You know, I was just telling someone how I thought those scenes in movies where the hacker guy types really fast and hacks everything were silly when I started working in security. Now, I know that if he is just the guy buying/trading exploits and spent a lot of time automating stuff and setting up infra,it is indeed possible to make it all look so easy (but still, some movies/shows take it too far). Especiallu in government work, the guys using the tools are rarely the guys that develop them or maintain their infra. The guys who develop access might also be different from the guys who action objectives or work on exfil or shell management.

1 comments

I do know what zero-days are. And I do not solely use the historical performance as evidence for strong security.

Did you ever think that such a good performance that Xen and Qubes have is not a mere coincidence? What if I tell you that it is not just a pure luck? It just can't be luck statistically: in the Linux kernel, serious vulnerabilities are found all the time, whereas here they're extremely rare.

Let me tell you that it is actually a result of a good architecture. You know, in Xen, the trusted computing base, i.e., the code responsible for isolation and security is really small: it's of the order of 100k lines of code. In Linux it's millions of lines. Every code has bugs, it's unavoidable, but you simply can't have a similar number of bugs in 100k lines as in millions of lines. There are no "guarantees" here, just pure statistics.
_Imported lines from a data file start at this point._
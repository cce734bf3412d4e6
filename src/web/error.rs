//! Web Error Types
//!
//! Error types for the dashboard web service and their conversion to HTTP
//! responses.

use axum::{
    http::StatusCode,
    response::{IntoResponse, Response},
    Json,
};
use serde::Serialize;
use thiserror::Error;

/// Web service error types
#[derive(Error, Debug)]
pub enum WebError {
    /// No route matches the request
    #[error("Not found: {0}")]
    NotFound(String),

    /// Internal server error
    #[error("Internal error: {0}")]
    Internal(String),

    /// IO error (binding the listener)
    #[error("IO error: {0}")]
    Io(#[from] std::io::Error),
}

/// Error response body
#[derive(Serialize)]
pub struct ErrorResponse {
    pub error: ErrorBody,
    pub request_id: String,
}

/// Error details
#[derive(Serialize)]
pub struct ErrorBody {
    pub code: String,
    pub message: String,
}

impl IntoResponse for WebError {
    fn into_response(self) -> Response {
        let (status, code) = match &self {
            WebError::NotFound(_) => (StatusCode::NOT_FOUND, "NOT_FOUND"),
            WebError::Internal(_) => (StatusCode::INTERNAL_SERVER_ERROR, "INTERNAL_ERROR"),
            WebError::Io(_) => (StatusCode::INTERNAL_SERVER_ERROR, "IO_ERROR"),
        };

        let request_id = uuid::Uuid::new_v4().to_string();

        if status.is_server_error() {
            tracing::error!(
                request_id = %request_id,
                error_code = %code,
                error_message = %self,
                "Request failed"
            );
        } else {
            tracing::debug!(request_id = %request_id, error_code = %code, "{}", self);
        }

        let body = ErrorResponse {
            error: ErrorBody {
                code: code.to_string(),
                message: self.to_string(),
            },
            request_id,
        };

        (status, Json(body)).into_response()
    }
}

/// Result type for web operations
pub type WebResult<T> = Result<T, WebError>;

#[cfg(test)]
mod tests {
    use super::*;

    #[test]
    fn test_status_codes() {
        let response = WebError::NotFound("/nope".to_string()).into_response();
        assert_eq!(response.status(), StatusCode::NOT_FOUND);

        let response = WebError::Internal("boom".to_string()).into_response();
        assert_eq!(response.status(), StatusCode::INTERNAL_SERVER_ERROR);
    }
}
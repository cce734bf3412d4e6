//! Dashboard Page
//!
//! Fetches stats at render time and assembles cards, period selector and
//! timeline into a complete HTML document. A failed fetch renders a static
//! error panel instead; it never fails the request.

use maud::{html, Markup};

use super::{layout, metric_cards, MetricCardView, TimelineView};
use crate::client::models::{Period, StatsResponse};
use crate::client::StatsClient;

/// Product name shown in the header and page title
pub const PRODUCT_NAME: &str = "Знайкин Dashboard";

/// Period from a `?period=` value; missing or unknown values give the default
pub fn resolve_period(raw: Option<&str>) -> Period {
    match raw {
        None | Some("") => Period::default(),
        Some(value) => value.parse().unwrap_or_else(|e| {
            tracing::warn!("{}; using {}", e, Period::default());
            Period::default()
        }),
    }
}

#[derive(Debug, Clone, PartialEq)]
enum PageContent {
    Stats {
        cards: Vec<MetricCardView>,
        timeline: TimelineView,
    },
    Error {
        message: String,
    },
}

/// The dashboard route's view
#[derive(Debug, Clone, PartialEq)]
pub struct DashboardPage {
    period: Period,
    content: PageContent,
}

impl DashboardPage {
    pub fn from_stats(period: Period, stats: &StatsResponse) -> Self {
        Self {
            period,
            content: PageContent::Stats {
                cards: metric_cards(&stats.metrics),
                timeline: TimelineView::new(&stats.timeline, period),
            },
        }
    }

    pub fn error(period: Period, message: impl Into<String>) -> Self {
        Self {
            period,
            content: PageContent::Error {
                message: message.into(),
            },
        }
    }

    /// Fetch stats for `period` and build the page
    pub async fn load(client: &StatsClient, period: Period) -> Self {
        match client.get_stats(period).await {
            Ok(stats) => Self::from_stats(period, &stats),
            Err(e) => {
                tracing::error!(error = %e, %period, "Failed to fetch stats");
                Self::error(period, e.to_string())
            }
        }
    }

    pub fn period(&self) -> Period {
        self.period
    }

    pub fn is_error(&self) -> bool {
        matches!(self.content, PageContent::Error { .. })
    }

    pub fn cards(&self) -> &[MetricCardView] {
        match &self.content {
            PageContent::Stats { cards, .. } => cards,
            PageContent::Error { .. } => &[],
        }
    }

    pub fn timeline(&self) -> Option<&TimelineView> {
        match &self.content {
            PageContent::Stats { timeline, .. } => Some(timeline),
            PageContent::Error { .. } => None,
        }
    }

    fn render_period_selector(&self) -> Markup {
        html! {
            nav class="period-selector" {
                @for period in Period::ALL {
                    a class=(if period == self.period { "tab active" } else { "tab" })
                        href=(format!("/?period={}", period.as_str()))
                    {
                        (period.label())
                    }
                }
            }
        }
    }

    fn render_body(&self) -> Markup {
        match &self.content {
            PageContent::Error { message } => html! {
                div class="card error-panel" {
                    h2 class="card-title" { "Ошибка загрузки Dashboard" }
                    p { "Не удалось загрузить статистику. Убедитесь, что API сервер запущен." }
                    p class="text-muted" { "Ошибка: " (message) }
                }
            },
            PageContent::Stats { cards, timeline } => html! {
                div class="metric-grid" {
                    @for card in cards {
                        (card.render_html())
                    }
                }
                div class="card" {
                    div class="card-header" {
                        div {
                            h2 class="card-title" { "Активность пользователей" }
                            p class="text-muted" { "Данные за " (self.period.span_phrase()) }
                        }
                        (self.render_period_selector())
                    }
                    div class="card-content" {
                        (timeline.render_html())
                    }
                }
            },
        }
    }

    /// Complete HTML document
    pub fn render_html(&self) -> Markup {
        layout(PRODUCT_NAME, self.render_body())
    }

    /// Terminal rendering of the same page
    pub fn render_text(&self) -> String {
        let mut lines = Vec::new();
        match &self.content {
            PageContent::Error { message } => {
                lines.push("Ошибка загрузки Dashboard".to_string());
                lines.push(
                    "Не удалось загрузить статистику. Убедитесь, что API сервер запущен."
                        .to_string(),
                );
                lines.push(format!("Ошибка: {}", message));
            }
            PageContent::Stats { cards, timeline } => {
                lines.push(format!("{} | {}", PRODUCT_NAME, self.period.label()));
                lines.push(String::new());
                lines.extend(cards.iter().map(MetricCardView::render_text));
                lines.push(String::new());
                lines.push("Активность пользователей".to_string());
                lines.push(timeline.render_text());
            }
        }

        let mut out = lines.join("\n");
        if !out.ends_with('\n') {
            out.push('\n');
        }
        out
    }
}
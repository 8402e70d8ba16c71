//! Locates and parses a site's `_config.yml` into a resolved [`Config`].

use crate::tag::{Generator, SlugMode, TAG_LAYOUT};
use anyhow::{anyhow, Context, Result};
use serde::Deserialize;
use crate::write::is_contained;
use std::path::{Path, PathBuf};
use tracing::debug;
use url::Url;

const PROJECT_FILE: &str = "_config.yml";

const DEFAULT_URL: &str = "http://localhost:4000";

#[derive(Deserialize)]
#[serde(default)]
struct Project {
    url: Option<Url>,
    baseurl: String,
    destination: PathBuf,
    future: bool,
    tag_pages: TagPages,
}

impl Default for Project {
    fn default() -> Self {
        Project {
            url: None,
            baseurl: String::new(),
            destination: PathBuf::from("_site"),
            future: false,
            tag_pages: TagPages::default(),
        }
    }
}

#[derive(Deserialize)]
#[serde(default)]
struct TagPages {
    layout: String,
    dir: String,
    slug: SlugMode,
    skip_blank: bool,
}

impl Default for TagPages {
    fn default() -> Self {
        let generator = Generator::default();
        TagPages {
            layout: TAG_LAYOUT.to_owned(),
            dir: generator.dir,
            slug: generator.slug,
            skip_blank: generator.skip_blank,
        }
    }
}

/// Everything a generation pass needs to know about a site.
#[derive(Clone, Debug)]
pub struct Config {
    /// The directory holding `_config.yml`, `_posts` and `_layouts`.
    pub root_directory: PathBuf,
    pub posts_source_directory: PathBuf,
    pub layouts_directory: PathBuf,
    pub output_directory: PathBuf,

    /// `url` joined with `baseurl`, always ending in a slash.
    pub site_root: Url,

    /// Whether posts dated in the future are included.
    pub future: bool,

    /// The name of the layout tag pages are rendered with.
    pub tag_layout: String,

    pub generator: Generator,
}

impl Config {
    /// Searches `dir` and then each of its parents for `_config.yml`. If none
    /// is found, `dir` is treated as the site root with default settings.
    /// `output_directory` overrides the configured `destination`.
    pub fn from_directory(dir: &Path, output_directory: Option<&Path>) -> Result<Config> {
        let start = dir
            .canonicalize()
            .with_context(|| format!("Resolving site directory `{}`", dir.display()))?;

        let mut current: Option<&Path> = Some(&start);
        while let Some(candidate) = current {
            let path = candidate.join(PROJECT_FILE);
            if path.is_file() {
                return Config::from_project_file(&path, output_directory)
                    .context("Loading configuration");
            }
            current = candidate.parent();
        }

        debug!(dir = %start.display(), "no `{}` found; using defaults", PROJECT_FILE);
        Config::resolve(Project::default(), &start, output_directory)
    }

    pub fn from_project_file(path: &Path, output_directory: Option<&Path>) -> Result<Config> {
        let contents = std::fs::read_to_string(path)
            .with_context(|| format!("Opening project file `{}`", path.display()))?;
        let project: Project = if contents.trim().is_empty() {
            Project::default()
        } else {
            serde_yaml::from_str(&contents)
                .with_context(|| format!("Parsing project file `{}`", path.display()))?
        };
        match path.parent() {
            None => Err(anyhow!(
                "Can't get parent directory for provided project file path '{:?}'",
                path
            )),
            Some(project_root) => Config::resolve(project, project_root, output_directory),
        }
    }

    fn resolve(
        project: Project,
        project_root: &Path,
        output_directory: Option<&Path>,
    ) -> Result<Config> {
        let Project {
            url,
            baseurl,
            destination,
            future,
            tag_pages,
        } = project;

        let base = baseurl.trim_matches('/');
        let base_path = if base.is_empty() {
            String::from("/")
        } else {
            format!("/{}/", base)
        };
        let url = match url {
            Some(url) => url,
            None => Url::parse(DEFAULT_URL)?,
        };
        let site_root = url
            .join(&base_path)
            .with_context(|| format!("Joining baseurl `{}` onto `{}`", baseurl, url))?;

        // The tag directory is cleaned before every build, so it has to be a
        // real subdirectory of the output directory.
        let dir = tag_pages.dir.trim_matches('/');
        if !is_contained(Path::new(dir)) {
            return Err(anyhow!(
                "`tag_pages.dir` must be a relative subdirectory of the output directory, got `{}`",
                tag_pages.dir
            ));
        }

        Ok(Config {
            root_directory: project_root.to_owned(),
            posts_source_directory: project_root.join("_posts"),
            layouts_directory: project_root.join("_layouts"),
            output_directory: match output_directory {
                Some(dir) => dir.to_owned(),
                None => project_root.join(destination),
            },
            site_root,
            future,
            tag_layout: tag_pages.layout,
            generator: Generator {
                dir: dir.to_owned(),
                slug: tag_pages.slug,
                skip_blank: tag_pages.skip_blank,
            },
        })
    }
}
In addition, Xen is very popular among big companies, so its code is constantly checked for bugs by the best people in the field. And zero-days in it are so expensive that you would not waste one on leaking personal data of people for no reason. Security is not about guarantees, it's about probabilities. And they are very small in Qubes, if you are not a big target. Even if you are, they are smaller than for any other system, thanks to the security-oriented design and reliance on compartmentalization.

Yes, Qubes is vulnerable to Spectre, Meltdown, *-hammer attacks. But it never attempted to protect the user against the hardware it runs on. It is physically impossible. Also, hardware attacks like these are exception, not the rule. And even they usually don't lead to VM escapes.